Targeting MALAT1 Augments Sensitivity to PARP Inhibition by Impairing Homologous Recombination in Prostate Cancer

Abstract

Abstract Poly (ADP-ribose) polymerase inhibitors (PARPi) have emerged as a promising targeted therapeutic intervention for the treatment of metastatic castrate-resistant prostate cancer (mCRPC). However, the clinical utility of PARPi has been limited to a subset of patients who harbour aberrations in the genes associated with the homologous recombination (HR) pathway. Here, we report that targeting metastasis-associated lung adenocarcinoma transcript 1 (MALAT1), an oncogenic lncRNA contrives BRCAness-like phenotype and demonstrates contextual synthetic lethality with PARPi.
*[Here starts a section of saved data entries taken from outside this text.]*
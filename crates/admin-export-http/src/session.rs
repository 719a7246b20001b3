//! Sessions
//!
//! A session is a JSON object stored by a [`SessionBackend`] under a random key
//! carried in a cookie. Export reads the acting user and stored id lists from it.

use crate::Request;
use admin_export_core::{AdminError, AdminResult, User};
use async_trait::async_trait;
use parking_lot::RwLock;
use serde::Serialize;
use serde::de::DeserializeOwned;
use serde_json::{Map, Value};
use std::collections::HashMap;
use std::sync::Arc;
use thiserror::Error;

/// Session key holding the acting user
pub const AUTH_USER_KEY: &str = "_auth_user";

/// Session backend errors
#[derive(Debug, Error)]
pub enum SessionError {
	#[error("Session serialization failed: {0}")]
	Serialization(#[from] serde_json::Error),

	#[error("Session backend failure: {0}")]
	Backend(String),
}

impl From<SessionError> for AdminError {
	fn from(err: SessionError) -> Self {
		AdminError::StoreError(err.to_string())
	}
}

/// Storage for session data
#[async_trait]
pub trait SessionBackend: Send + Sync {
	async fn load(&self, session_key: &str) -> Result<Option<Value>, SessionError>;

	async fn save(&self, session_key: &str, data: &Value) -> Result<(), SessionError>;
}

/// Session backend held in memory
///
/// # Examples
///
/// ```
/// use admin_export_http::{InMemorySessionBackend, SessionBackend};
/// use serde_json::json;
///
/// # tokio_test::block_on(async {
/// let backend = InMemorySessionBackend::new();
/// backend.save("abc", &json!({"k": 1})).await.unwrap();
/// assert_eq!(backend.load("abc").await.unwrap(), Some(json!({"k": 1})));
/// # });
/// ```
#[derive(Debug, Default)]
pub struct InMemorySessionBackend {
	sessions: RwLock<HashMap<String, Value>>,
}

impl InMemorySessionBackend {
	pub fn new() -> Self {
		Self::default()
	}

	pub fn len(&self) -> usize {
		self.sessions.read().len()
	}

	pub fn is_empty(&self) -> bool {
		self.len() == 0
	}
}

#[async_trait]
impl SessionBackend for InMemorySessionBackend {
	async fn load(&self, session_key: &str) -> Result<Option<Value>, SessionError> {
		Ok(self.sessions.read().get(session_key).cloned())
	}

	async fn save(&self, session_key: &str, data: &Value) -> Result<(), SessionError> {
		self.sessions
			.write()
			.insert(session_key.to_string(), data.clone());
		Ok(())
	}
}

/// Per-request view of a session
pub struct Session {
	key: Option<String>,
	data: Map<String, Value>,
	modified: bool,
	backend: Arc<dyn SessionBackend>,
}

impl Session {
	/// Load the session named by the request's cookie
	///
	/// A missing cookie or unknown key yields an empty session.
	pub async fn from_request(
		request: &Request,
		cookie_name: &str,
		backend: Arc<dyn SessionBackend>,
	) -> AdminResult<Self> {
		let key = request.cookie(cookie_name);
		let data = match &key {
			Some(key) => match backend.load(key).await? {
				Some(Value::Object(map)) => map,
				_ => Map::new(),
			},
			None => Map::new(),
		};

		Ok(Self {
			key,
			data,
			modified: false,
			backend,
		})
	}

	pub fn key(&self) -> Option<&str> {
		self.key.as_deref()
	}

	pub fn get(&self, name: &str) -> Option<&Value> {
		self.data.get(name)
	}

	pub fn get_as<T: DeserializeOwned>(&self, name: &str) -> Option<T> {
		self.get(name)
			.and_then(|value| serde_json::from_value(value.clone()).ok())
	}

	pub fn set(&mut self, name: impl Into<String>, value: impl Serialize) -> AdminResult<()> {
		let value = serde_json::to_value(value).map_err(SessionError::from)?;
		self.data.insert(name.into(), value);
		self.modified = true;
		Ok(())
	}

	/// The acting user, anonymous when none is stored
	pub fn user(&self) -> User {
		self.get_as(AUTH_USER_KEY).unwrap_or_default()
	}

	/// Id list stored under `name`
	///
	/// Accepts an array of strings or numbers, or a comma separated string.
	pub fn get_ids(&self, name: &str) -> AdminResult<Vec<String>> {
		let ids = match self.get(name) {
			Some(Value::Array(items)) => items
				.iter()
				.filter_map(admin_export_core::store::key_string)
				.collect(),
			Some(Value::String(joined)) => split_ids(joined),
			_ => return Err(AdminError::SessionValueNotFound(name.to_string())),
		};
		Ok(ids)
	}

	/// Persist changes
	///
	/// Returns the new session key when one had to be created, so the caller can
	/// set the cookie.
	pub async fn save(&mut self) -> AdminResult<Option<String>> {
		if !self.modified {
			return Ok(None);
		}

		let (key, created) = match &self.key {
			Some(key) => (key.clone(), false),
			None => (uuid::Uuid::new_v4().simple().to_string(), true),
		};
		self.backend
			.save(&key, &Value::Object(self.data.clone()))
			.await?;
		self.modified = false;
		self.key = Some(key.clone());

		Ok(created.then_some(key))
	}
}

/// Split a comma separated id list, dropping blanks
pub fn split_ids(raw: &str) -> Vec<String> {
	raw.split(',')
		.map(str::trim)
		.filter(|id| !id.is_empty())
		.map(str::to_string)
		.collect()
}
Mechanistically, we show that MALAT1silencing reprograms the HR transcriptome, thus enhancing vulnerability to PARPi. Particularly, co-inhibition of MALAT1and PARP1 exhibits a decline in clonogenic survival, delays resolution of γH2AX foci and reduces tumour burden in mice xenograft model. Moreover, we show that miR-421, a tumour-suppressor miRNA negatively regulates the expression of HR genes, while in aggressive PCa cases, miR-421 is sequestered by MALAT1 leading to increased expression of HR genes. Conclusively, our findings suggest that MALAT1 ablation confers sensitivity to PARPi, thus highlighting an alternative therapeutic strategy for CRPC patients irrespective of the alterations in HR genes.